Today I celebrated the day my new friend, John Thorpe, came down on planet earth. I believe in making a big deal of their very important day, if possible. When you think that there are currently 7.5 billion on the planet, the folks you decide to share the times of your life with are indeed special. But I also believe, as Paul Cohello said, “Important encounters are planned by the soul before the bodies meet each other.”
John Thorpe became important to me as soon as we met, which weirdly was only a few weeks ago. I immediately liked him as a person- no bullshit, kind heart, funny as hell, outgoing, and not afraid to bear his fears and doubts with a person he seemed to have just met. So when his birthday came around and he told me he had NO plans, I thought I should create some. Hiking at Rickett’s Glen State Park, one of my favorite places to hike, with its beautiful glen of old growth hemlocks and waterfalls, fit the bill.
John recently shared with me that he has been in terrible pain and experienced great loss and loneliness since his beloved dog, George died. For twelve years, George and John were basically inseparable. Now that he has passed, John has fallen into a funk, not caring about daily walks, or even making himself go outdoors, for George had been his motivator. I quickly began to see that getting John out into nature again as one of my jobs as his friend- something that is easy for me as I go there myself on a daily basis. I also discovered a way that I might help alleviate some of his heart pain- make a little painting of his puppy dog that he could look at always.
John cried for a good five minutes when he opened up his present and saw the image of his beloved George. This, I decided, was one of the reasons I loved this human as soon as we met. He is not afraid to show his soul and that is rare for a man. (He also admitted that he could not remember the last time anyone graced him with a birthday present).
John is also not afraid to stop and pray (to God and the Great Spirit) when he sees beauty and he is moved. Like I do with my friend, Annie Kraft, John and I stopped in Ricketts Glen multiple times when we were emotionally moved by gorgeous nature- sunlight on the water, ice sculptures on the rocks, the sound of singing water over rapids, and bowed and gave thanks. You can’t walk with just anybody and feel comfortable sharing that. These are my special friends. Annie Dillard said, “There is so much beauty out there in the natural world. The least we can do is show up for it.” The people that I chose to be with when the beauty shows up are the most special in my life, and the ones who feel free enough to acknowledge it with me are even more special.
John told me today that our time for being in one another’s company is coming to a quick end. He is moving back to Lake Tahoe at the end of December, after being in the Jim Thorpe area for a year and a half. (John’s grandfather). I felt a bit disappointed that we hadn’t met a year ago. With only a handful of times together in the past weeks and only a handful of times in the coming weeks ahead, that’s not a lot. But strangely, I feel fine with the loss, for as my Chinese cookie fortune told me yesterday, “An unexpected relationship will become permanent.” We will remain friends for a long time, we believe.

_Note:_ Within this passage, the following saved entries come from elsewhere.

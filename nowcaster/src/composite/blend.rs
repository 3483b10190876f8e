//! Crop, rescale, blend and annotate operations.

use image::imageops::{self, FilterType};
use image::{Rgba, RgbaImage};
use imageproc::drawing::draw_hollow_rect_mut;
use imageproc::rect::Rect;

use super::{CompositeError, TileBoundary};

/// Default locator marker color (opaque red).
pub const MARKER_COLOR: Rgba<u8> = Rgba([255, 0, 0, 255]);

/// Crops `source` to `boundary` and resamples the crop bilinearly by `scale`.
///
/// The output measures `round(width * scale) × round(height * scale)`, at
/// least one pixel per axis. A scale of exactly `1.0` returns the crop
/// without resampling. `source` is never modified.
pub fn crop_and_scale(
    source: &RgbaImage,
    boundary: &TileBoundary,
    scale: f64,
) -> Result<RgbaImage, CompositeError> {
    if !scale.is_finite() || scale <= 0.0 {
        return Err(CompositeError::InvalidScale(scale));
    }
    check_boundary(source, boundary)?;

    crop_and_resize(
        source,
        boundary,
        scaled_extent(boundary.width(), scale),
        scaled_extent(boundary.height(), scale),
    )
}

/// Crops `source` to `boundary` and resamples the crop bilinearly to exactly
/// `width × height`.
///
/// Used when the target raster is known up front, such as a base-map tile:
/// the crop may be a single pixel and the output still fills the target.
/// A crop that already has the target dimensions is returned as is.
pub fn crop_and_resize(
    source: &RgbaImage,
    boundary: &TileBoundary,
    width: u32,
    height: u32,
) -> Result<RgbaImage, CompositeError> {
    if width == 0 || height == 0 {
        return Err(CompositeError::InvalidTargetSize { width, height });
    }
    check_boundary(source, boundary)?;

    let crop = imageops::crop_imm(
        source,
        boundary.top_left_x,
        boundary.top_left_y,
        boundary.width(),
        boundary.height(),
    )
    .to_image();

    if crop.dimensions() == (width, height) {
        return Ok(crop);
    }
    Ok(imageops::resize(&crop, width, height, FilterType::Triangle))
}

fn check_boundary(source: &RgbaImage, boundary: &TileBoundary) -> Result<(), CompositeError> {
    let (width, height) = source.dimensions();
    if boundary.bottom_right_x > width || boundary.bottom_right_y > height {
        return Err(CompositeError::BoundaryOutOfBounds {
            boundary: *boundary,
            width,
            height,
        });
    }
    if boundary.is_empty() {
        return Err(CompositeError::EmptyCrop(*boundary));
    }
    Ok(())
}

fn scaled_extent(extent: u32, scale: f64) -> u32 {
    let scaled = (f64::from(extent) * scale).round();
    if scaled >= f64::from(u32::MAX) {
        u32::MAX
    } else {
        (scaled as u32).max(1)
    }
}

/// Blends `top` onto a copy of `base` with source-over compositing.
///
/// `top` is placed at the origin; pixels outside `base` are dropped. Each
/// overlay pixel's alpha is multiplied by `opacity`, which is clamped to
/// `[0, 1]` (non-finite values count as 0). The result always has the
/// dimensions of `base`.
pub fn overlay(base: &RgbaImage, top: &RgbaImage, opacity: f32) -> RgbaImage {
    let opacity = if opacity.is_finite() {
        opacity.clamp(0.0, 1.0)
    } else {
        0.0
    };

    let mut out = base.clone();
    if opacity == 0.0 {
        return out;
    }
    if opacity == 1.0 {
        imageops::overlay(&mut out, top, 0, 0);
        return out;
    }

    let mut faded = top.clone();
    for pixel in faded.pixels_mut() {
        pixel[3] = (f32::from(pixel[3]) * opacity).round() as u8;
    }
    imageops::overlay(&mut out, &faded, 0, 0);
    out
}

/// Draws an unfilled square outline of half-width `radius` centred on
/// `(cx, cy)`.
///
/// The image is taken by value: the marker is only ever drawn on a
/// composite the caller owns exclusively. Parts of the outline outside the
/// image are clipped; the centre may itself lie outside.
pub fn draw_marker(
    mut image: RgbaImage,
    cx: i64,
    cy: i64,
    radius: u32,
    color: Rgba<u8>,
) -> RgbaImage {
    let (width, height) = (i64::from(image.width()), i64::from(image.height()));
    let r = i64::from(radius);
    let (left, right, top, bottom) = (cx - r, cx + r, cy - r, cy + r);

    if right < 0 || bottom < 0 || left >= width || top >= height {
        return image;
    }

    // Edges beyond the image stay invisible when pulled in to one pixel
    // outside it, which keeps the outline no longer than the image.
    let (left, right) = (left.max(-1), right.min(width));
    let (top, bottom) = (top.max(-1), bottom.min(height));

    let rect = match (
        i32::try_from(left),
        i32::try_from(top),
        u32::try_from(right - left + 1),
        u32::try_from(bottom - top + 1),
    ) {
        (Ok(x), Ok(y), Ok(w), Ok(h)) => Rect::at(x, y).of_size(w, h),
        _ => return image,
    };
    draw_hollow_rect_mut(&mut image, rect, color);

    image
}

John and I have marveled at the strangeness of how our lives collided, how quickly we connected and wondered what purpose we were supposed to serve in each other’s lives; but after John’s birthday, I think it’s becoming clear, at least for me. I think I was supposed to stand in for George and help his best friend and owner heal from his loss, help remind him that he needs to go out into nature and walk- for his own peace, and to help him celebrate the fact that he was greatly blessed to have known George at all.